[Saved data entries]
▽
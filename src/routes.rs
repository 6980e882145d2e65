//! Router assembly: API routes, public file serving and the SPA fallback.

use axum::extract::{DefaultBodyLimit, Extension};
use axum::http::Request;
use axum::routing::{get, post};
use axum::{Router, middleware};
use std::sync::Arc;
use tower_http::services::ServeDir;
use tower_http::trace::{DefaultOnRequest, DefaultOnResponse, TraceLayer};
use tracing::{Level, info_span};

use crate::auth::{self, AdminCredentials};
use crate::config::PUBLIC_UPLOAD_PREFIX;
use crate::http::{add_security_headers, build_cors_layer, client_ip, hide_dot_entries};
use crate::storage::Storage;
use crate::token::TokenService;
use crate::{frontend, upload, version};

/// Shared, immutable services handed to every request.
#[derive(Clone)]
pub struct AppServices {
    pub storage: Arc<Storage>,
    pub credentials: Arc<AdminCredentials>,
    pub tokens: Arc<TokenService>,
}

pub fn build_router(services: &AppServices, cors_origins: Option<&str>) -> Router {
    let mut app = Router::new()
        .route("/api/auth/login", post(auth::auth_login))
        .route("/api/auth/me", get(auth::auth_me))
        .route(
            "/api/upload/run",
            post(upload::upload_run).layer(DefaultBodyLimit::disable()),
        )
        .route("/api/upload/folderList", get(upload::folder_list))
        .route("/api/upload/fileList", get(upload::file_list))
        .route("/api/upload/deleteFiles", post(upload::delete_files))
        .route("/api/version", get(version::get_version_info))
        .nest_service(
            PUBLIC_UPLOAD_PREFIX,
            ServeDir::new(services.storage.root_path()),
        )
        .fallback(frontend::serve_frontend)
        .layer(middleware::from_fn(hide_dot_entries))
        .layer(middleware::from_fn(add_security_headers))
        .layer(
            TraceLayer::new_for_http()
                .make_span_with(|request: &Request<_>| {
                    let client_ip = client_ip(request)
                        .map(|ip| ip.to_string())
                        .unwrap_or_else(|| "unknown".to_string());

                    info_span!(
                        env!("CARGO_CRATE_NAME"),
                        client_ip,
                        method = ?request.method(),
                        path = ?request.uri().path(),
                    )
                })
                .on_request(DefaultOnRequest::new().level(Level::DEBUG))
                .on_response(DefaultOnResponse::new().level(Level::DEBUG)),
        )
        .layer(Extension(services.storage.clone()))
        .layer(Extension(services.credentials.clone()))
        .layer(Extension(services.tokens.clone()));

    if let Some(cors_layer) = build_cors_layer(cors_origins) {
        app = app.layer(cors_layer);
    }

    app
}
//! Folder-scoped file storage under a single base directory.

use chrono::{DateTime, Local, SecondsFormat};
use serde::Serialize;
use std::cmp::Ordering;
use std::io::{self, ErrorKind};
use std::path::{Path, PathBuf};
use std::time::UNIX_EPOCH;
use thiserror::Error;
use tokio::fs;
use tracing::{debug, info, warn};

use crate::config::{MAX_UPLOAD_SIZE, PUBLIC_UPLOAD_PREFIX, STAGING_DIR_NAME};
use crate::names::{NameError, raw_extension, validate_file_name, validate_folder_name};
use crate::staging::StagedUpload;

#[derive(Debug, Error)]
pub enum StorageError {
    #[error(transparent)]
    Name(#[from] NameError),
    #[error("Upload base directory not found")]
    BaseDirMissing,
    #[error("Target folder not found")]
    FolderNotFound,
    #[error("Failed to create directory")]
    DirectoryCreateFailed(#[source] io::Error),
    #[error("Failed to save file")]
    MoveFailed(#[source] io::Error),
    #[error("Storage operation failed")]
    Io(#[from] io::Error),
}

#[derive(Debug, Error)]
pub enum UploadError {
    #[error("File too large")]
    TooLarge { size: u64, limit: u64 },
    #[error(transparent)]
    Storage(#[from] StorageError),
}

/// Result of a successful upload, serialized as the `/api/upload/run` payload.
#[derive(Debug, Serialize)]
pub struct StoredFile {
    pub folder: String,
    pub original_name: String,
    pub saved_as: String,
    pub size: u64,
}

#[derive(Debug, Clone, Serialize, PartialEq, Eq)]
#[serde(rename_all = "camelCase")]
pub struct FileItem {
    pub name: String,
    pub extension: String,
    pub updated_at: i64,
    pub updated_at_iso: String,
    pub full_path: String,
}

#[derive(Debug, Clone, Copy, Serialize, PartialEq, Eq)]
pub enum DeleteFailureReason {
    #[serde(rename = "Invalid file name")]
    InvalidName,
    #[serde(rename = "File not found")]
    NotFound,
    #[serde(rename = "Delete failed")]
    DeleteFailed,
}

#[derive(Debug, Clone, Serialize, PartialEq, Eq)]
pub struct DeleteFailure {
    pub file: String,
    pub reason: DeleteFailureReason,
}

#[derive(Debug, Default, Serialize, PartialEq, Eq)]
pub struct DeleteReport {
    pub deleted: Vec<String>,
    pub errors: Vec<DeleteFailure>,
}

enum EntryKind {
    Missing,
    Directory,
    File,
    Other,
}

#[derive(Clone, Debug)]
pub struct Storage {
    root: PathBuf,
}

impl Storage {
    pub fn new(root: PathBuf) -> Self {
        Self { root }
    }

    pub fn root_path(&self) -> &Path {
        &self.root
    }

    pub async fn ensure_root(&self) -> io::Result<()> {
        fs::create_dir_all(&self.root).await
    }

    /// The base directory, provided it currently exists as a directory.
    async fn base_dir(&self) -> Result<&Path, StorageError> {
        match fs::metadata(&self.root).await {
            Ok(metadata) if metadata.is_dir() => Ok(&self.root),
            Ok(_) => Err(StorageError::BaseDirMissing),
            Err(err) if err.kind() == ErrorKind::NotFound => Err(StorageError::BaseDirMissing),
            Err(err) => Err(StorageError::Io(err)),
        }
    }

    /// Hidden directory holding uploads that are still being received.
    pub async fn staging_dir(&self) -> Result<PathBuf, StorageError> {
        let dir = self.base_dir().await?.join(STAGING_DIR_NAME);
        fs::create_dir_all(&dir)
            .await
            .map_err(StorageError::DirectoryCreateFailed)?;
        Ok(dir)
    }

    pub async fn create_folder_if_absent(&self, folder: &str) -> Result<PathBuf, StorageError> {
        let folder = validate_folder_name(folder)?;
        let path = self.base_dir().await?.join(folder);
        match entry_kind(&path).await? {
            EntryKind::Directory => return Ok(path),
            EntryKind::Missing => {}
            EntryKind::File | EntryKind::Other => {
                return Err(StorageError::DirectoryCreateFailed(io::Error::new(
                    ErrorKind::AlreadyExists,
                    format!("{} exists and is not a directory", path.display()),
                )));
            }
        }
        fs::create_dir_all(&path)
            .await
            .map_err(StorageError::DirectoryCreateFailed)?;
        info!(folder, "created upload folder");
        Ok(path)
    }

    /// Moves a fully received upload into `folder` under a fresh random name.
    ///
    /// The staged file is consumed: it ends up either at its final location or
    /// removed, never half-written under the stored name.
    pub async fn save_file(
        &self,
        folder: &str,
        staged: StagedUpload,
        original_name: &str,
        size: u64,
    ) -> Result<StoredFile, UploadError> {
        if size > MAX_UPLOAD_SIZE {
            staged.discard().await;
            return Err(UploadError::TooLarge {
                size,
                limit: MAX_UPLOAD_SIZE,
            });
        }

        let dir = match self.create_folder_if_absent(folder).await {
            Ok(dir) => dir,
            Err(err) => {
                staged.discard().await;
                return Err(err.into());
            }
        };

        let stored_name = generate_stored_name(original_name);
        staged
            .persist(&dir.join(&stored_name))
            .await
            .map_err(StorageError::MoveFailed)?;

        info!(folder, stored_name, original_name, size, "file stored");
        Ok(StoredFile {
            folder: folder.to_string(),
            original_name: original_name.to_string(),
            saved_as: stored_name,
            size,
        })
    }

    /// Folder names directly under the base directory, ascending.
    pub async fn list_folders(&self) -> Result<Vec<String>, StorageError> {
        let base = self.base_dir().await?;
        let mut dir = fs::read_dir(base).await?;
        let mut folders = Vec::new();

        while let Some(entry) = dir.next_entry().await? {
            let name = entry.file_name().to_string_lossy().to_string();
            if name.starts_with('.') {
                continue;
            }
            if entry.file_type().await?.is_dir() {
                folders.push(name);
            }
        }

        folders.sort();
        Ok(folders)
    }

    /// Regular files in `folder`, newest first. A missing folder is empty.
    pub async fn list_files(&self, folder: &str) -> Result<Vec<FileItem>, StorageError> {
        let folder = validate_folder_name(folder)?;
        let path = self.base_dir().await?.join(folder);
        if !matches!(entry_kind(&path).await?, EntryKind::Directory) {
            return Ok(Vec::new());
        }

        let mut dir = fs::read_dir(&path).await?;
        let mut files = Vec::new();

        while let Some(entry) = dir.next_entry().await? {
            let name = entry.file_name().to_string_lossy().to_string();
            if let Some(item) = describe_file(&path, folder, name).await? {
                files.push(item);
            }
        }

        files.sort_by(|a, b| match b.updated_at.cmp(&a.updated_at) {
            Ordering::Equal => a.name.cmp(&b.name),
            other => other,
        });
        debug!(folder, count = files.len(), "listed files");
        Ok(files)
    }

    /// Deletes each named file independently, reporting per-file outcomes.
    pub async fn delete_files(
        &self,
        folder: &str,
        names: &[String],
    ) -> Result<DeleteReport, StorageError> {
        let folder = validate_folder_name(folder)?;
        let dir = self.base_dir().await?.join(folder);
        if !matches!(entry_kind(&dir).await?, EntryKind::Directory) {
            return Err(StorageError::FolderNotFound);
        }

        let mut report = DeleteReport::default();
        for name in names {
            let reason = match validate_file_name(name) {
                Err(_) => Some(DeleteFailureReason::InvalidName),
                Ok(name) => delete_one(&dir, folder, name).await,
            };
            match reason {
                None => report.deleted.push(name.clone()),
                Some(reason) => report.errors.push(DeleteFailure {
                    file: name.clone(),
                    reason,
                }),
            }
        }

        info!(
            folder,
            deleted = report.deleted.len(),
            failed = report.errors.len(),
            "delete files"
        );
        Ok(report)
    }
}

/// Listing entry for `dir/name`, or `None` when it is not a regular file.
/// A file removed since the directory was read is skipped, not an error.
async fn describe_file(dir: &Path, folder: &str, name: String) -> io::Result<Option<FileItem>> {
    let metadata = match fs::symlink_metadata(dir.join(&name)).await {
        Ok(metadata) => metadata,
        Err(err) if err.kind() == ErrorKind::NotFound => {
            debug!(folder, file = name, "file vanished while listing");
            return Ok(None);
        }
        Err(err) => return Err(err),
    };
    if !metadata.is_file() {
        return Ok(None);
    }

    let updated_at = metadata
        .modified()
        .ok()
        .and_then(|ts| ts.duration_since(UNIX_EPOCH).ok())
        .map(|duration| duration.as_secs() as i64)
        .unwrap_or_default();
    Ok(Some(FileItem {
        extension: raw_extension(&name).unwrap_or_default().to_string(),
        updated_at,
        updated_at_iso: format_timestamp(updated_at),
        full_path: format!("{PUBLIC_UPLOAD_PREFIX}/{folder}/{name}"),
        name,
    }))
}

async fn delete_one(dir: &Path, folder: &str, name: &str) -> Option<DeleteFailureReason> {
    let path = dir.join(name);
    match entry_kind(&path).await {
        Ok(EntryKind::File) => {}
        Ok(_) => return Some(DeleteFailureReason::NotFound),
        Err(err) => {
            warn!(folder, file = name, error = %err, "failed to stat file for deletion");
            return Some(DeleteFailureReason::DeleteFailed);
        }
    }
    match fs::remove_file(&path).await {
        Ok(()) => None,
        // Lost a race with a concurrent delete.
        Err(err) if err.kind() == ErrorKind::NotFound => Some(DeleteFailureReason::NotFound),
        Err(err) => {
            warn!(folder, file = name, error = %err, "failed to delete file");
            Some(DeleteFailureReason::DeleteFailed)
        }
    }
}

/// Classifies `path` without following symlinks; a symlink is `Other`.
async fn entry_kind(path: &Path) -> io::Result<EntryKind> {
    match fs::symlink_metadata(path).await {
        Ok(metadata) if metadata.is_dir() => Ok(EntryKind::Directory),
        Ok(metadata) if metadata.is_file() => Ok(EntryKind::File),
        Ok(_) => Ok(EntryKind::Other),
        Err(err) if err.kind() == ErrorKind::NotFound => Ok(EntryKind::Missing),
        Err(err) => Err(err),
    }
}

/// 32 hex characters from 16 random bytes, plus the original's extension in
/// lowercase. `raw_extension` never yields a path separator; NUL is dropped.
pub fn generate_stored_name(original_name: &str) -> String {
    let token: [u8; 16] = rand::random();
    let mut name: String = token.iter().map(|byte| format!("{byte:02x}")).collect();
    if let Some(ext) = raw_extension(original_name)
        && !ext.contains('\0')
    {
        name.push('.');
        name.push_str(&ext.to_lowercase());
    }
    name
}

fn format_timestamp(secs: i64) -> String {
    DateTime::from_timestamp(secs, 0)
        .map(|utc| {
            utc.with_timezone(&Local)
                .to_rfc3339_opts(SecondsFormat::Secs, false)
        })
        .unwrap_or_default()
}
△
Exercise objective ▸ Reproduce each line of the entries in which the word "frontend" is found.

Exercise solution ▸
use crate::{frontend, upload, version};
        .fallback(frontend::serve_frontend)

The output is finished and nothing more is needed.